Ларри наслаждался успехом и уже подсчитывал будущие барыши, как вдруг… Опять «вдруг» и опять несчастный случай: советские власти в лице Министерства культуры СССР прервали гастрольную поездку и отозвали хор на родину в знак протеста против империалистической политики Соединенных Штатов. Ларри буквально взвыл. Он направил письмо министру культуры СССР, он просил госпожу министра компенсировать хотя бы часть потерь, вызванных уплатой неустойки концертным залам, в которых отменяются выступления хора. Но министр холодно ответила, что подобные компенсации договором не предусмотрены и этот вопрос Ларри должен обсуждать со своим правительством, по вине которого пришлось прервать гастрольную поездку. Вот и все, «а вместо сердца пламенный мотор»…
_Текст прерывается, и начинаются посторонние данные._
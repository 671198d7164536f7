//! Schedule output structures

use super::irr::calculate_irr;
use crate::scenario::ScenarioComparison;
use chrono::NaiveDate;
use serde::{Deserialize, Serialize};

/// Difference between first and current installment that counts as a change
pub const PAYMENT_CHANGE_THRESHOLD: f64 = 1.0;

/// A single period of the schedule
#[derive(Debug, Clone, PartialEq, Serialize, Deserialize)]
#[serde(rename_all = "camelCase")]
pub struct PaymentRow {
    pub period: u32,
    pub date: NaiveDate,
    pub interest: f64,
    /// Capital repaid; negative while costs are capitalized
    pub amortization: f64,
    pub insurance: f64,
    pub fee: f64,
    /// Cash paid in the period, extra payment included
    pub payment: f64,
    /// Closing balance
    pub balance: f64,
    #[serde(default, skip_serializing_if = "Option::is_none")]
    pub extra_payment: Option<f64>,
}

impl PaymentRow {
    /// Whether this installment is covered by the paid-installments cursor
    pub fn is_paid(&self, paid_installments: u32) -> bool {
        self.period <= paid_installments
    }
}

/// Totals and rates for one computation
#[derive(Debug, Clone, PartialEq, Serialize, Deserialize)]
#[serde(rename_all = "camelCase")]
pub struct CalculationSummary {
    pub total_interest: f64,
    pub total_payment: f64,
    /// TEM as a fraction
    pub monthly_rate: f64,
    /// TEA as a fraction
    pub annual_rate: f64,
    /// Installment plus fee as originally scheduled
    pub first_payment: f64,
    /// Installment plus fee after any recalculation
    pub regular_payment: f64,
    /// Last period actually emitted
    pub new_term: u32,
    #[serde(default, skip_serializing_if = "Option::is_none")]
    pub comparison: Option<ScenarioComparison>,
}

impl CalculationSummary {
    pub fn payment_changed(&self) -> bool {
        (self.first_payment - self.regular_payment).abs() > PAYMENT_CHANGE_THRESHOLD
    }
}

/// Where the borrower's money goes over the life of the loan
#[derive(Debug, Clone, Copy, PartialEq, Serialize, Deserialize)]
#[serde(rename_all = "camelCase")]
pub struct CostBreakdown {
    pub capital: f64,
    pub interest: f64,
    pub insurance_and_fees: f64,
}

/// Schedule plus summary
#[derive(Debug, Clone, PartialEq, Serialize, Deserialize)]
#[serde(rename_all = "camelCase")]
pub struct CalculationResult {
    /// Disbursement date
    pub start_date: NaiveDate,
    pub schedule: Vec<PaymentRow>,
    pub summary: CalculationSummary,
}

impl CalculationResult {
    /// Balance left after `paid_installments` periods
    ///
    /// Cursor 0 means nothing has been paid yet; a cursor beyond the schedule
    /// means the loan is already closed.
    pub fn outstanding_balance(&self, paid_installments: u32, amount: f64) -> f64 {
        if paid_installments == 0 {
            return amount;
        }

        self.schedule
            .iter()
            .find(|row| row.period == paid_installments)
            .map(|row| row.balance)
            .unwrap_or(0.0)
    }

    pub fn cost_breakdown(&self) -> CostBreakdown {
        CostBreakdown {
            capital: self.schedule.iter().map(|r| r.amortization).sum(),
            interest: self.summary.total_interest,
            insurance_and_fees: self.schedule.iter().map(|r| r.insurance + r.fee).sum(),
        }
    }

    /// Annualized internal rate of the borrower's cash flows
    ///
    /// Insurance and fees are included, so this is the all-in cost of the loan.
    pub fn effective_annual_cost(&self, amount: f64) -> Option<f64> {
        let mut cashflows = Vec::with_capacity(self.schedule.len() + 1);
        cashflows.push(amount);
        cashflows.extend(self.schedule.iter().map(|r| -r.payment));
        calculate_irr(&cashflows, 12)
    }

    pub fn final_balance(&self) -> f64 {
        self.schedule.last().map(|r| r.balance).unwrap_or(0.0)
    }
}

#[cfg(test)]
mod tests {
    use super::*;
    use crate::loan::{LoanParameters, PrepaymentStrategy, RateType, TermUnit};
    use crate::schedule::compute_schedule;
    use approx::{assert_abs_diff_eq, assert_relative_eq};

    fn params() -> LoanParameters {
        LoanParameters::default()
            .with_amount(10_000.0)
            .with_rate(RateType::Annual, 15.0)
            .with_term(12, TermUnit::Months)
            .with_charges(0.0, 0.0)
            .with_start_date(NaiveDate::from_ymd_opt(2024, 1, 15).unwrap())
    }

    #[test]
    fn test_outstanding_balance_follows_cursor() {
        let result = compute_schedule(&params());

        assert_eq!(result.outstanding_balance(0, 10_000.0), 10_000.0);
        assert_eq!(result.outstanding_balance(3, 10_000.0), result.schedule[2].balance);
        assert_eq!(result.outstanding_balance(40, 10_000.0), 0.0);

        assert!(result.schedule[2].is_paid(3));
        assert!(!result.schedule[3].is_paid(3));
    }

    #[test]
    fn test_cost_breakdown() {
        let params = params().with_charges(0.05, 5.0);
        let result = compute_schedule(&params);
        let costs = result.cost_breakdown();

        assert_abs_diff_eq!(costs.capital, 10_000.0, epsilon = 1e-6);
        assert_relative_eq!(costs.interest, result.summary.total_interest);
        assert!(costs.insurance_and_fees > 12.0 * 5.0);
        assert_abs_diff_eq!(
            costs.capital + costs.interest + costs.insurance_and_fees,
            result.summary.total_payment,
            epsilon = 1e-6
        );
    }

    #[test]
    fn test_payment_changed_only_after_recalculation() {
        let unchanged = compute_schedule(&params().with_extra_payment(2000.0, 4));
        assert!(!unchanged.summary.payment_changed());

        let changed = compute_schedule(
            &params()
                .with_extra_payment(2000.0, 4)
                .with_strategy(PrepaymentStrategy::ReduceQuota),
        );
        assert!(changed.summary.payment_changed());
    }

    #[test]
    fn test_effective_cost_matches_rate_without_charges() {
        let result = compute_schedule(&params());
        let cost = result.effective_annual_cost(10_000.0).unwrap();
        assert_abs_diff_eq!(cost, 0.15, epsilon = 1e-6);

        let charged = compute_schedule(&params().with_charges(0.05, 5.0));
        assert!(charged.effective_annual_cost(10_000.0).unwrap() > 0.15);
    }

    #[test]
    fn test_serialized_field_names() {
        let result = compute_schedule(&params().with_extra_payment(1000.0, 2));
        let json = serde_json::to_value(&result).unwrap();

        assert_eq!(json["startDate"], "2024-01-15");
        assert_eq!(json["schedule"][0]["date"], "2024-02-15");
        assert!(json["schedule"][0].get("extraPayment").is_none());
        assert_eq!(json["schedule"][1]["extraPayment"], 1000.0);
        assert!(json["summary"]["comparison"]["reduceTerm"]["savings"].is_number());
        assert!(json["summary"]["firstPayment"].is_number());
        assert!(json["summary"]["newTerm"].is_number());

        let parsed: CalculationResult = serde_json::from_value(json).unwrap();
        assert_eq!(parsed.schedule.len(), result.schedule.len());
    }
}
Ларри был разорен, его фирма была закрыта ввиду банкротства. К счастью, по законам штата Нью-Йорк взыскания не могут быть обращены на жилище должника, поэтому дом на Лонг-Айленде остался в собственности Ларри (квартиру в Нью-Йорке он успел продать раньше). Остался, но, увы, ненадолго…

Следующий удар Ларри получил со стороны семейной жизни. К этому времени, надо признать, его отношения с Роситой носили в основном формально-юридический характер, супруги почти не виделись. Росита по-прежнему большую часть года проводила на гастролях или в Рио-де-Жанейро, где была база ансамбля. Хотя профессиональная карьера сделала резкий поворот: после родов Росита начала толстеть, терять форму. Год или два она кое-как с этим боролась, но потом борьба стала бесполезной – природа плюс возраст брали свое. В общем, к тридцати годам она вынуждена была оставить сцену… но не ансамбль.